Almost two-thirds (63%) of respondents view employees’ financial wellness as an employer’s responsibility, according to research by mobile employee engagement platform LifeWorks.
Its survey of 400 US-based HR professionals also found that 37% of respondents feel that executive leaders within their organisation are addressing financial wellness.
The research also found:
- 88% of respondents see financial wellness as equally important to an individual’s overall wellbeing as their physical or mental health.
- 79% of respondents agree that a financially well employee is more productive.
- 44% of respondents said they were aware of which employees struggled financially.
- 45% of respondents admit that the majority of employees in their organisation would be unable to meet financial commitments if pay was delayed by just one week.
- 19% of respondents report that the executive teams within their organisations have pledged to increase financial wellness tools and programmes in the workplace.

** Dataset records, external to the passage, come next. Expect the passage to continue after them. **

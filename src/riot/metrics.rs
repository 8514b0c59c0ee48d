use std::sync::Arc;
use std::sync::atomic::{AtomicU64, Ordering};
use std::time::{Duration, Instant};

use tracing::{Instrument, info, info_span};

/// How often the request summary is logged.
pub const REPORT_INTERVAL: Duration = Duration::from_secs(60);

/// Outbound Riot API traffic of one routing host.
#[derive(Debug)]
pub struct RequestMetrics {
    host: String,
    started: Instant,
    requests: AtomicU64,
    failures: AtomicU64,
}

impl RequestMetrics {
    pub fn new(host: impl Into<String>) -> Arc<Self> {
        Arc::new(Self {
            host: host.into(),
            started: Instant::now(),
            requests: AtomicU64::new(0),
            failures: AtomicU64::new(0),
        })
    }

    pub fn record_request(&self) {
        self.requests.fetch_add(1, Ordering::Relaxed);
    }

    /// Non-2xx answers and transport errors.
    pub fn record_failure(&self) {
        self.failures.fetch_add(1, Ordering::Relaxed);
    }

    pub fn requests(&self) -> u64 {
        self.requests.load(Ordering::Relaxed)
    }

    pub fn failures(&self) -> u64 {
        self.failures.load(Ordering::Relaxed)
    }

    fn requests_per_minute(&self, elapsed: Duration) -> f64 {
        let minutes = elapsed.as_secs_f64() / 60.0;
        if minutes > 0.0 {
            self.requests() as f64 / minutes
        } else {
            0.0
        }
    }

    /// Logs a summary every [`REPORT_INTERVAL`], skipping idle periods.
    pub async fn log_loop(self: Arc<Self>) {
        let mut interval = tokio::time::interval(REPORT_INTERVAL);
        let mut last_reported = 0;

        loop {
            interval.tick().await;

            let requests = self.requests();
            if requests == last_reported {
                continue;
            }
            last_reported = requests;

            let per_minute = self.requests_per_minute(self.started.elapsed());
            let span = info_span!("📊", host = %self.host);
            async {
                info!(
                    requests,
                    failures = self.failures(),
                    "🛰️ Riot API usage (avg {per_minute:.2} req/min)"
                );
            }
            .instrument(span)
            .await
        }
    }
}
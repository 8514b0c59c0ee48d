//! In-memory Riot API used by sync and route tests.

use std::collections::HashMap;
use std::sync::Mutex;
use std::sync::atomic::{AtomicUsize, Ordering};

use async_trait::async_trait;
use reqwest::StatusCode;

use super::traits::{AccountApi, LolApi, MatchApi};
use super::types::{
    AccountDto, InfoDto, MatchDto, ParticipantDto, RiotApiError, RiotApiResponse,
};

#[derive(Debug, Default)]
pub struct FakeRiot {
    /// Riot IDs (`name#tag`) mapped to their puuid.
    accounts: HashMap<String, String>,
    match_ids: Mutex<Vec<String>>,
    matches: Mutex<HashMap<String, MatchDto>>,
    calls: AtomicUsize,
    detail_calls: AtomicUsize,
    account_failure: Mutex<Option<StatusCode>>,
    match_ids_failure: Mutex<Option<StatusCode>>,
}

impl FakeRiot {
    pub fn new() -> Self {
        Self::default()
    }

    pub fn with_account(mut self, game_name: &str, tag_line: &str, puuid: &str) -> Self {
        self.accounts
            .insert(format!("{game_name}#{tag_line}"), puuid.to_string());
        self
    }

    /// Replaces the recent match list, newest first.
    pub fn set_recent(&self, ids: &[&str]) {
        *self.match_ids.lock().unwrap() = ids.iter().map(|s| s.to_string()).collect();
    }

    pub fn add_match(&self, match_id: &str, match_data: MatchDto) {
        self.matches
            .lock()
            .unwrap()
            .insert(match_id.to_string(), match_data);
    }

    /// Makes every account lookup answer with `status`.
    pub fn fail_account_with(&self, status: StatusCode) {
        *self.account_failure.lock().unwrap() = Some(status);
    }

    /// Makes every match-id listing answer with `status`.
    pub fn fail_match_ids_with(&self, status: StatusCode) {
        *self.match_ids_failure.lock().unwrap() = Some(status);
    }

    /// Every request made so far, of any kind.
    pub fn calls(&self) -> usize {
        self.calls.load(Ordering::SeqCst)
    }

    pub fn detail_calls(&self) -> usize {
        self.detail_calls.load(Ordering::SeqCst)
    }
}

#[async_trait]
impl AccountApi for FakeRiot {
    async fn get_account_by_riot_id(
        &self,
        game_name: &str,
        tag_line: &str,
    ) -> RiotApiResponse<AccountDto> {
        self.calls.fetch_add(1, Ordering::SeqCst);
        if let Some(status) = *self.account_failure.lock().unwrap() {
            return Err(RiotApiError::from_status(status));
        }

        let puuid = self
            .accounts
            .get(&format!("{game_name}#{tag_line}"))
            .ok_or(RiotApiError::NotFound)?;

        Ok(AccountDto {
            puuid: puuid.clone(),
            game_name: Some(game_name.to_string()),
            tag_line: Some(tag_line.to_string()),
        })
    }
}

#[async_trait]
impl MatchApi for FakeRiot {
    async fn get_match_ids(&self, _puuid: &str, count: u32) -> RiotApiResponse<Vec<String>> {
        self.calls.fetch_add(1, Ordering::SeqCst);
        if let Some(status) = *self.match_ids_failure.lock().unwrap() {
            return Err(RiotApiError::from_status(status));
        }

        let ids = self.match_ids.lock().unwrap();
        Ok(ids.iter().take(count as usize).cloned().collect())
    }

    async fn get_match(&self, match_id: &str) -> RiotApiResponse<MatchDto> {
        self.calls.fetch_add(1, Ordering::SeqCst);
        self.detail_calls.fetch_add(1, Ordering::SeqCst);
        self.matches
            .lock()
            .unwrap()
            .get(match_id)
            .cloned()
            .ok_or(RiotApiError::NotFound)
    }
}

impl LolApi for FakeRiot {}

pub fn participant(puuid: &str, kills: i32, deaths: i32, assists: i32, win: bool) -> ParticipantDto {
    ParticipantDto {
        puuid: puuid.to_string(),
        champion_name: "Lux".to_string(),
        kills,
        deaths,
        assists,
        win,
    }
}

/// A match ending `end_secs` seconds after the epoch.
pub fn match_with(participants: Vec<ParticipantDto>, end_secs: i64) -> MatchDto {
    MatchDto {
        info: InfoDto {
            participants,
            game_creation: (end_secs - 1800) * 1000,
            game_end_timestamp: Some(end_secs * 1000),
        },
    }
}
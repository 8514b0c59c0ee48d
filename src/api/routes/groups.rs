use axum::Json;
use axum::extract::rejection::JsonRejection;
use axum::extract::{Path, State};
use serde::{Deserialize, Serialize};
use tracing::info;

use crate::api::ApiError;
use crate::api::state::AppState;
use crate::db::Member;
use crate::error::AppError;
use crate::stats::ALL_GROUPS;

#[derive(Debug, Deserialize)]
#[serde(rename_all = "camelCase")]
pub struct JoinGroupRequest {
    pub username: String,
    pub group_name: String,
}

#[derive(Debug, Serialize)]
pub struct JoinGroupResponse {
    pub success: bool,
    pub message: String,
}

/// Adds the user to the group, creating the group on first join.
pub async fn join(
    State(state): State<AppState>,
    payload: Result<Json<JoinGroupRequest>, JsonRejection>,
) -> Result<Json<JoinGroupResponse>, ApiError> {
    let Json(req) = payload?;

    let group_name = req.group_name.trim();
    if group_name.is_empty() {
        return Err(ApiError::BadRequest("groupName is required".into()));
    }
    if group_name == ALL_GROUPS {
        return Err(ApiError::BadRequest(format!(
            "Group name {ALL_GROUPS} is reserved"
        )));
    }

    let joined = async {
        let user = state
            .db
            .get_user_by_username(&req.username)
            .await?
            .ok_or_else(|| AppError::UserNotFound(req.username.clone()))?;

        let group = state.db.get_or_create_group(group_name).await?;

        if !state.db.add_group_member(group.id, user.id).await? {
            return Err(AppError::AlreadyMember(group.name));
        }

        info!(user_id = user.id, group_id = group.id, group = %group.name, "👥 User joined group");
        Ok::<_, AppError>(group.name)
    }
    .await
    .map_err(|e| ApiError::with_fallback(e, "Failed to join group"))?;

    Ok(Json(JoinGroupResponse {
        success: true,
        message: format!("Joined group {joined}"),
    }))
}

pub async fn members(
    State(state): State<AppState>,
    Path(group_name): Path<String>,
) -> Result<Json<Vec<Member>>, ApiError> {
    let members = async {
        let group = state
            .db
            .get_group_by_name(&group_name)
            .await?
            .ok_or_else(|| AppError::GroupNotFound(group_name.clone()))?;

        state.db.get_group_members(group.id).await
    }
    .await
    .map_err(|e| ApiError::with_fallback(e, "Failed to fetch group data"))?;

    Ok(Json(members))
}
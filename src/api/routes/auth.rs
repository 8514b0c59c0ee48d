use axum::Json;
use axum::extract::State;
use axum::extract::rejection::JsonRejection;
use serde::{Deserialize, Serialize};
use tracing::info;

use crate::api::ApiError;
use crate::api::state::AppState;
use crate::auth::{hash_password, verify_password};
use crate::error::AppError;

#[derive(Debug, Deserialize)]
pub struct SignupRequest {
    pub username: String,
    pub password: String,
    #[serde(default, alias = "tagLine")]
    pub tag_line: Option<String>,
}

#[derive(Debug, Serialize)]
pub struct SignupResponse {
    pub id: i64,
    pub username: String,
}

#[derive(Debug, Deserialize)]
pub struct LoginRequest {
    pub username: String,
    pub password: String,
}

#[derive(Debug, Serialize)]
pub struct LoginResponse {
    pub token: String,
    pub username: String,
}

pub async fn signup(
    State(state): State<AppState>,
    payload: Result<Json<SignupRequest>, JsonRejection>,
) -> Result<Json<SignupResponse>, ApiError> {
    let Json(req) = payload?;

    if req.username.trim().is_empty() || req.password.is_empty() {
        return Err(ApiError::BadRequest(
            "Username and password are required".into(),
        ));
    }

    let tag_line = req.tag_line.as_deref().filter(|t| !t.is_empty());
    let password_hash = hash_password(&req.password);

    let user = state
        .db
        .create_user(&req.username, &password_hash, tag_line)
        .await?;

    info!(user_id = user.id, username = %user.username, "👤 New user signed up");

    Ok(Json(SignupResponse {
        id: user.id,
        username: user.username,
    }))
}

pub async fn login(
    State(state): State<AppState>,
    payload: Result<Json<LoginRequest>, JsonRejection>,
) -> Result<Json<LoginResponse>, ApiError> {
    let Json(req) = payload?;

    let user = state
        .db
        .get_user_by_username(&req.username)
        .await?
        .ok_or(AppError::InvalidCredentials)?;

    if !verify_password(&req.password, &user.password_hash) {
        return Err(AppError::InvalidCredentials.into());
    }

    let token = state.tokens.issue(user.id, &user.username)?;

    Ok(Json(LoginResponse {
        token,
        username: user.username,
    }))
}
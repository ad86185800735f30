//! Serialization entry points.
//!
//! Two output shapes: compact (no whitespace between tokens) and pretty
//! (2-space indent, LF line breaks). Both are infallible over valid values;
//! only [`to_writer`] can fail, and only on the underlying writer.

mod writer;

use std::io;

use crate::value::Value;

use writer::Writer;

/// Compact serialization, the form behind [`Value::dump`].
pub fn to_string(value: &Value) -> String {
    let mut w = Writer::new(false);
    w.write_value(value, 0);
    w.finish()
}

/// Pretty serialization: 2-space indent, `": "` separators, LF breaks.
pub fn to_string_pretty(value: &Value) -> String {
    let mut w = Writer::new(true);
    w.write_value(value, 0);
    w.finish()
}

/// Streams the compact form into `out`.
pub fn to_writer<W: io::Write>(mut out: W, value: &Value) -> io::Result<()> {
    let mut w = Writer::new(false);
    w.write_value(value, 0);
    out.write_all(w.as_bytes())
}
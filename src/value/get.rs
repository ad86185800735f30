//! Range-checked typed extraction.

use crate::error::InvalidType;

use super::{Data, Value};

/// Types a [`Value`] can be extracted into with `value.get::<T>()`.
///
/// Integer targets succeed only when the stored number fits the target's
/// range; a stored `Int` never converts to an unsigned target and a stored
/// `Float` never converts to an integer target. Float targets accept every
/// numeric variant through a lossy cast. `bool` and `String` require an
/// exact variant match.
pub trait FromValue: Sized {
    fn from_value(value: &Value<'_>) -> Result<Self, InvalidType>;
}

impl FromValue for bool {
    fn from_value(value: &Value<'_>) -> Result<Self, InvalidType> {
        match value.data {
            Data::Bool(b) => Ok(b),
            _ => Err(InvalidType),
        }
    }
}

impl FromValue for String {
    fn from_value(value: &Value<'_>) -> Result<Self, InvalidType> {
        match &value.data {
            Data::Str(s) => Ok(s.as_str().to_owned()),
            _ => Err(InvalidType),
        }
    }
}

macro_rules! from_value_signed {
    ($($t:ty)*) => {$(
        impl FromValue for $t {
            fn from_value(value: &Value<'_>) -> Result<Self, InvalidType> {
                match value.data {
                    Data::Int(n) => <$t>::try_from(n).map_err(|_| InvalidType),
                    Data::Uint(n) => <$t>::try_from(n).map_err(|_| InvalidType),
                    _ => Err(InvalidType),
                }
            }
        }
    )*};
}

macro_rules! from_value_unsigned {
    ($($t:ty)*) => {$(
        impl FromValue for $t {
            fn from_value(value: &Value<'_>) -> Result<Self, InvalidType> {
                match value.data {
                    // A stored signed number never satisfies an unsigned
                    // request, whatever its sign.
                    Data::Uint(n) => <$t>::try_from(n).map_err(|_| InvalidType),
                    _ => Err(InvalidType),
                }
            }
        }
    )*};
}

from_value_signed!(i8 i16 i32 i64);
from_value_unsigned!(u8 u16 u32 u64);

impl FromValue for f64 {
    fn from_value(value: &Value<'_>) -> Result<Self, InvalidType> {
        match value.data {
            Data::Float(n) => Ok(n),
            Data::Int(n) => Ok(n as f64),
            Data::Uint(n) => Ok(n as f64),
            _ => Err(InvalidType),
        }
    }
}

impl FromValue for f32 {
    fn from_value(value: &Value<'_>) -> Result<Self, InvalidType> {
        f64::from_value(value).map(|n| n as f32)
    }
}

#[cfg(test)]
mod tests {
    use super::*;

    #[test]
    fn signed_targets_take_either_integer_variant_in_range() {
        assert_eq!(Value::from(-5i64).get::<i8>(), Ok(-5));
        assert_eq!(Value::from(200u64).get::<i8>(), Err(InvalidType));
        assert_eq!(Value::from(200u64).get::<i16>(), Ok(200));
        assert_eq!(Value::from(i64::MIN).get::<i64>(), Ok(i64::MIN));
    }

    #[test]
    fn unsigned_targets_reject_signed_storage() {
        assert_eq!(Value::from(5i64).get::<u64>(), Err(InvalidType));
        assert_eq!(Value::from(5u64).get::<u64>(), Ok(5));
        assert_eq!(Value::from(256u64).get::<u8>(), Err(InvalidType));
    }

    #[test]
    fn floats_accept_every_numeric_variant() {
        assert_eq!(Value::from(2u64).get::<f64>(), Ok(2.0));
        assert_eq!(Value::from(-2i64).get::<f64>(), Ok(-2.0));
        assert_eq!(Value::from(1.5f64).get::<f32>(), Ok(1.5));
        assert_eq!(Value::from(1.5f64).get::<i64>(), Err(InvalidType));
    }

    #[test]
    fn exact_match_for_bool_and_string() {
        assert_eq!(Value::from(true).get::<bool>(), Ok(true));
        assert_eq!(Value::from("x").get::<String>(), Ok("x".to_owned()));
        assert_eq!(Value::from("x").get::<bool>(), Err(InvalidType));
        assert_eq!(Value::null().get::<String>(), Err(InvalidType));
    }
}
//! Iteration over arrays and objects.
//!
//! [`Value::iter`] walks array elements, or the member values of an object;
//! [`Value::items`] walks `(key, value)` pairs of an object. Iterating any
//! other kind, null included, yields nothing.

use std::slice;

use super::{Data, Pair, Value};

enum Inner<'b, 'a> {
    Empty,
    Values(slice::Iter<'b, Value<'a>>),
    Pairs(slice::Iter<'b, Pair<'a>>),
}

/// Iterator over element or member values.
pub struct Iter<'b, 'a> {
    inner: Inner<'b, 'a>,
}

impl<'b, 'a> Iterator for Iter<'b, 'a> {
    type Item = &'b Value<'a>;

    fn next(&mut self) -> Option<Self::Item> {
        match &mut self.inner {
            Inner::Empty => None,
            Inner::Values(it) => it.next(),
            Inner::Pairs(it) => it.next().map(|p| &p.value),
        }
    }

    fn size_hint(&self) -> (usize, Option<usize>) {
        match &self.inner {
            Inner::Empty => (0, Some(0)),
            Inner::Values(it) => it.size_hint(),
            Inner::Pairs(it) => it.size_hint(),
        }
    }
}

enum InnerMut<'b, 'a> {
    Empty,
    Values(slice::IterMut<'b, Value<'a>>),
    Pairs(slice::IterMut<'b, Pair<'a>>),
}

/// Mutable counterpart of [`Iter`].
pub struct IterMut<'b, 'a> {
    inner: InnerMut<'b, 'a>,
}

impl<'b, 'a> Iterator for IterMut<'b, 'a> {
    type Item = &'b mut Value<'a>;

    fn next(&mut self) -> Option<Self::Item> {
        match &mut self.inner {
            InnerMut::Empty => None,
            InnerMut::Values(it) => it.next(),
            InnerMut::Pairs(it) => it.next().map(|p| &mut p.value),
        }
    }
}

/// Iterator over `(key, value)` pairs of an object.
pub struct Items<'b, 'a> {
    inner: Option<slice::Iter<'b, Pair<'a>>>,
}

impl<'b, 'a> Iterator for Items<'b, 'a> {
    type Item = (&'b str, &'b Value<'a>);

    fn next(&mut self) -> Option<Self::Item> {
        self.inner
            .as_mut()?
            .next()
            .map(|p| (p.key.as_str(), &p.value))
    }

    fn size_hint(&self) -> (usize, Option<usize>) {
        match &self.inner {
            Some(it) => it.size_hint(),
            None => (0, Some(0)),
        }
    }
}

impl<'a> Value<'a> {
    pub fn iter(&self) -> Iter<'_, 'a> {
        let inner = match &self.data {
            Data::Array(a) => Inner::Values(a.as_slice().iter()),
            Data::Object(o) => Inner::Pairs(o.as_slice().iter()),
            _ => Inner::Empty,
        };
        Iter { inner }
    }

    pub fn iter_mut(&mut self) -> IterMut<'_, 'a> {
        let inner = match &mut self.data {
            Data::Array(a) => InnerMut::Values(a.as_mut_slice().iter_mut()),
            Data::Object(o) => InnerMut::Pairs(o.as_mut_slice().iter_mut()),
            _ => InnerMut::Empty,
        };
        IterMut { inner }
    }

    pub fn items(&self) -> Items<'_, 'a> {
        Items {
            inner: match &self.data {
                Data::Object(o) => Some(o.as_slice().iter()),
                _ => None,
            },
        }
    }
}

impl<'b, 'a> IntoIterator for &'b Value<'a> {
    type Item = &'b Value<'a>;
    type IntoIter = Iter<'b, 'a>;

    fn into_iter(self) -> Self::IntoIter {
        self.iter()
    }
}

Jamie True, chief executive officer at LifeWorks, said: “With only 8% of our respondents saying they are trained to understand the signs and symptoms of emotional financial distress, [organisations] simply are not doing enough to tackle this growing problem at its source.
“Employers need to be vigilant and recognise the symptoms of financial distress before it impacts negatively on the bottom line, and this requires more training for HR managers so they can better leverage financial wellness programmes and develop stronger strategies for managing employee stress.”